Em outros Desenhos/Objetos, onde o desenho consiste em uma linha traçada ao
longo do papel e projetada num buraco – ou vazio – em forma de fio, Maiolino objetiva a
sua ideia do vazio enquanto lugar ativo e concreto, com a descontinuidade do espaço que
acha a sua unidade no fio, no seu momento de integração na terceira dimensão. Para a
artista “é o gasto agressivo e espontâneo do rasgo, que descobrirá o mistério do vazio, que
será subitamente costurado, no arrependimento”. 18 O vazio não é o nada ou ausência, mas
substância gráfica e lugar. A qualquer custo, o que importa é o vácuo, ativamente o vácuo...

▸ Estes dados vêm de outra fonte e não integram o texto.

//! RingCentral Team Messaging channel bridge: Subscription Manager, Inbound
//! Pipeline, Outbound Delivery, and Chat Cache, plus the ambient stack
//! (config, logging, CLI) that runs them as a process.

pub mod auth;
pub mod bridge;
pub mod cache;
pub mod chat_id;
pub mod core;
pub mod error;
pub mod grouplog;
pub mod model;
pub mod outbound;
pub mod pipeline;
pub mod platform;
pub mod policy;
pub mod runtime;
pub mod status;
pub mod subscription;

pub use bridge::Bridge;
pub use error::BridgeError;
//! Auth/Session (spec.md §4.2 C2): JWT-bearer grant, shared bearer
//! credential for C1 and C3.

use std::sync::Arc;
use std::time::{Duration, Instant};

use serde::Deserialize;
use tokio::sync::RwLock;

use super::error::AuthError;
use crate::core::config::AccountCredentials;

#[derive(Debug, Deserialize)]
struct TokenResponse {
    access_token: String,
    #[serde(default)]
    expires_in: Option<u64>,
}

#[derive(Debug, Deserialize)]
#[cfg_attr(test, derive(serde::Serialize))]
struct JwtClaims {
    #[serde(default)]
    exp: Option<u64>,
}

struct Token {
    access_token: String,
    expires_at: Instant,
}

/// A shared, lazily-refreshed bearer credential for one account. Cloning is
/// cheap; clones share the same underlying token cache.
#[derive(Clone)]
pub struct Session {
    http: reqwest::Client,
    credentials: AccountCredentials,
    token: Arc<RwLock<Option<Token>>>,
}

/// Refresh this far ahead of expiry to avoid racing a request against an
/// access token that expires mid-flight.
const REFRESH_SKEW: Duration = Duration::from_secs(60);

impl Session {
    pub fn new(http: reqwest::Client, credentials: AccountCredentials) -> Self {
        Self {
            http,
            credentials,
            token: Arc::new(RwLock::new(None)),
        }
    }

    /// Return a valid bearer token, refreshing via the JWT grant if absent
    /// or near expiry. A 401/invalid_grant response is fatal (spec.md §4.2).
    pub async fn bearer_token(&self) -> Result<String, AuthError> {
        {
            let guard = self.token.read().await;
            if let Some(tok) = guard.as_ref() {
                if Instant::now() + REFRESH_SKEW < tok.expires_at {
                    return Ok(tok.access_token.clone());
                }
            }
        }

        let mut guard = self.token.write().await;
        if let Some(tok) = guard.as_ref() {
            if Instant::now() + REFRESH_SKEW < tok.expires_at {
                return Ok(tok.access_token.clone());
            }
        }

        let fresh = self.fetch_token().await?;
        let access_token = fresh.access_token.clone();
        *guard = Some(fresh);
        Ok(access_token)
    }

    async fn fetch_token(&self) -> Result<Token, AuthError> {
        let url = format!("{}/restapi/oauth/token", self.credentials.server());
        let response = self
            .http
            .post(&url)
            .basic_auth(&self.credentials.client_id, Some(&self.credentials.client_secret))
            .form(&[
                ("grant_type", "urn:ietf:params:oauth:grant-type:jwt-bearer"),
                ("assertion", self.credentials.jwt.as_str()),
            ])
            .send()
            .await?;

        let status = response.status();
        if status.as_u16() == 401 {
            let body = response.text().await.unwrap_or_default();
            return Err(AuthError::Authentication(body));
        }
        if !status.is_success() {
            let body = response.text().await.unwrap_or_default();
            if body.contains("invalid_grant") {
                return Err(AuthError::Authentication(body));
            }
            return Err(AuthError::Malformed(format!("HTTP {status}: {body}")));
        }

        let parsed: TokenResponse = response
            .json()
            .await
            .map_err(|e| AuthError::Malformed(e.to_string()))?;

        let ttl = parsed
            .expires_in
            .map(Duration::from_secs)
            .or_else(|| decode_jwt_ttl(&parsed.access_token))
            .unwrap_or(Duration::from_secs(3600));

        Ok(Token {
            access_token: parsed.access_token,
            expires_at: Instant::now() + ttl,
        })
    }
}

/// RingCentral access tokens are themselves JWTs; when the token response
/// omits `expires_in`, fall back to decoding the local `exp` claim. The
/// signature is not verified here — it is the `server` we just talked to
/// that vouches for it, not a third party, and verification is not needed
/// to learn the expiry.
fn decode_jwt_ttl(access_token: &str) -> Option<Duration> {
    use jsonwebtoken::{Algorithm, DecodingKey, Validation};

    // The token issuer is the server we just authenticated against, so
    // signature verification adds nothing here; we only want the `exp`
    // claim to size the local refresh timer.
    let mut validation = Validation::new(Algorithm::HS256);
    validation.insecure_disable_signature_validation();
    validation.validate_exp = false;
    validation.required_spec_claims.clear();

    let data = jsonwebtoken::decode::<JwtClaims>(access_token, &DecodingKey::from_secret(&[]), &validation)
        .ok()?;
    let exp = data.claims.exp?;
    let now = std::time::SystemTime::now()
        .duration_since(std::time::UNIX_EPOCH)
        .ok()?
        .as_secs();
    Some(Duration::from_secs(exp.saturating_sub(now)))
}

#[cfg(test)]
mod tests {
    use super::*;

    #[test]
    fn is_fatal_only_for_authentication() {
        assert!(AuthError::Authentication("x".into()).is_fatal());
        assert!(!AuthError::Malformed("x".into()).is_fatal());
    }

    #[test]
    fn decodes_jwt_exp_claim() {
        use jsonwebtoken::{EncodingKey, Header};

        let claims = JwtClaims { exp: Some(9_999_999_999) };
        let token = jsonwebtoken::encode(&Header::default(), &claims, &EncodingKey::from_secret(b"k"))
            .unwrap();
        let ttl = decode_jwt_ttl(&token);
        assert!(ttl.is_some());
        assert!(ttl.unwrap().as_secs() > 0);
    }
}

O vácuo não é o símbolo vicário do não-ser”, dizia Mira Schendel. 19
O Desenho/Objeto Buraco Negro, como a caverna do Platão, é o lugar interrogante,
de onde a artista extrai entre sombra a hipótese do conhecimento e da crítica do real. Esse
Desenho/Objeto é foco de escuridão em que o olhar se perde, como nas estrelas colapsadas,
da qual nem a luz, a matéria ou qualquer outro tipo de sinal pode escapar. Cildo Meireles
também refletiu sobre as noções astrofísicas de “buraco negro” em sua obra. O Buraco
Negro é espaço sem a necessária definição topográfica, tendo a ideia do profundo como sua
única referência de dimensão descontínua. Há um aflitivo silêncio aqui, distinto eticamente
de seu Aleph, que consiste quase exclusivamente de vírgula. Seu sentido cósmico é de
espaço informe e vastidão. O Buraco Negro possibilitaria uma dupla interpretação. Por um
lado, a atmosfera densa remete ao sentimento de lugares profundos na tópica individual,
como terrenos pré-conscientes trabalhados fenomenologicamente, de novo na tradição
aberta pelo Neoconcretismo. Por outro lado, a grave situação política sob a ditadura confere
a essas obras o sentido metafórico, de um espaço sombrio de luto e prisão, sob o colapso
gravitacional. Maiolino confere a um espaço “abstrato” (em posição à representação
retórica) o caráter trágico, como um espelho do momento político. Um paralelo à prática
de Maiolino aparece na produção de Waltércio Caldas de meados da década de 1970, onde
a retórica das imagens cede lugar a uma rigorosa economia lógica. Ronaldo Brito elabora
sobre ela o problema conceitual de A Forma dos Buracos (1979), 20 próxima do concetto
spaziale de Fontana e da estética do furo de Lacan. Na obra de Caldas, o buraco é o olho, às
vezes aos pares como em Buracos (1976) e B-A (1978). Essa correlação evoca a anatomia
do olho como vestígio antropomórfico resistente, uma noção do espaço como anatomia que
não aparece na obra de Maiolino. Para Brito, os buracos de Caldas são “interrogações
vazias” com qualidades conceituais e política.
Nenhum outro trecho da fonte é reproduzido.